# Backfiring through exhaust



## zacksbf (Sep 11, 2009)

Ok, my brute is having issues. I thought my tuning/jetting was off a little because before it would backfire through the carbs some at idle and part throttle. I worked on it til I figured I needed outside help. I took the brute to CATVOS and bought a HMF slip-on from them and gave them my stage one jet kit to do a re-tune. They installed the pipe and jetted the brute and the jetting/tuning is good now. Problem is it now backfires through the exhaust at idle. Once I give it some gas it clears right up and the power is amazing so its not affecting that part of it. CATVOS tried the same things I did when it was poping thru the carbs. They exchanged the Dyna with the stock CDI and it didn't help so they tried the coils from another brute to see if it was those and it didn't help. The plugs are good. Obviously its not a restriction in the exhaust so what would cause this? The choke moves freely also.
The brute started doing this after it sat for about 8 months and I ran seafoam through it and it has had a couple of tanks of fuel ran threw it since then.


----------



## NMKawierider (Apr 11, 2009)

And the valves...they are all set correctly?
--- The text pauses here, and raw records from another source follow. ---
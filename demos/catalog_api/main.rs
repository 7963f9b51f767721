//! Product Catalog Example
//!
//! Serves a seeded in-memory catalog:
//! - Paginated, filtered and sorted listing with navigation links
//! - Single-product CRUD routes
//!
//! Pass a YAML config path as the first argument to override the defaults:
//!
//! ```text
//! cargo run --example catalog_api -- demos/catalog_api/catalog.yaml
//! ```

use catalog::prelude::*;
use serde_json::{Value, json};
use tracing_subscriber::EnvFilter;

#[tokio::main]
async fn main() -> Result<()> {
    tracing_subscriber::fmt()
        .with_env_filter(
            EnvFilter::try_from_default_env()
                .unwrap_or_else(|_| EnvFilter::new("catalog=debug,tower_http=info")),
        )
        .init();

    let config = match std::env::args().nth(1) {
        Some(path) => CatalogConfig::from_yaml_file(&path)?,
        None => CatalogConfig::default(),
    };

    let store = InMemoryCatalogStore::with_products(sample_products());
    let base = config.listing.base_path.clone();
    let bind = config.server.bind.clone();

    println!("🚀 Starting product catalog with {} products", store.len());
    println!("\n🌐 Server running on http://{}", bind);
    println!("\n  GET    {}                      - List products", base);
    println!("  POST   {}                      - Create a product", base);
    println!("  GET    {}/{{pid}}                - Get a product", base);
    println!("  PUT    {}/{{pid}}                - Update a product", base);
    println!("  DELETE {}/{{pid}}                - Delete a product", base);
    println!("\n  Try: {}?limit=2&page=2&sort=asc", base);
    println!("       {}?query={{\"category\":\"tools\"}}", base);

    ServerBuilder::new()
        .with_catalog_store(store)
        .with_config(config)
        .serve_configured()
        .await
}

fn sample_products() -> Vec<Product> {
    let samples = [
        json!({"title": "Claw Hammer", "category": "tools", "price": 15, "stock": 10}),
        json!({"title": "Leaf Rake", "category": "garden", "price": 22.5, "stock": 0}),
        json!({"title": "Hand Saw", "category": "tools", "price": 31, "stock": 4}),
        json!({"title": "Garden Hose", "category": "garden", "price": 9.99, "stock": 12}),
        json!({"title": "Adjustable Wrench", "category": "tools", "price": 12, "stock": 7}),
        json!({"title": "Pruning Shears", "category": "garden", "price": 18, "stock": 3}),
        json!({"title": "Work Gloves", "category": "apparel", "stock": 40}),
    ];

    samples
        .into_iter()
        .filter_map(|value| match value {
            Value::Object(map) => Some(Product::new(map)),
            _ => None,
        })
        .collect()
}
Have you taken a compression test on both cylinders to see if there is any real difference? Has anyone taken a gas analyzer to see where all the levels are at different RPMs? Notice any leakage around the pipe flange areas? Might have a leaking exhaust gasket.


----------



## RDs Neighbor (Jun 24, 2009)

Try adjusting the fuel air mixture screw on both carbs. Go an 1/8 turn in, and then an 1/8 turn out, and see which way is better, and then continue in that direction until it clears up. 

I would try that first.


----------



## phreebsd (Dec 16, 2004)

that's what i would do as well. A/f mixture.


----------



## zacksbf (Sep 11, 2009)

I will try the A/F settings and see if it clears up and let everyone know what I find. The valves have not been adjusted yet so I will plan on doing that after mudstock. I was orginally concerned about it being the valves but because it clears up sometimes and then comes back it doesn't seem to be a valve problem.


----------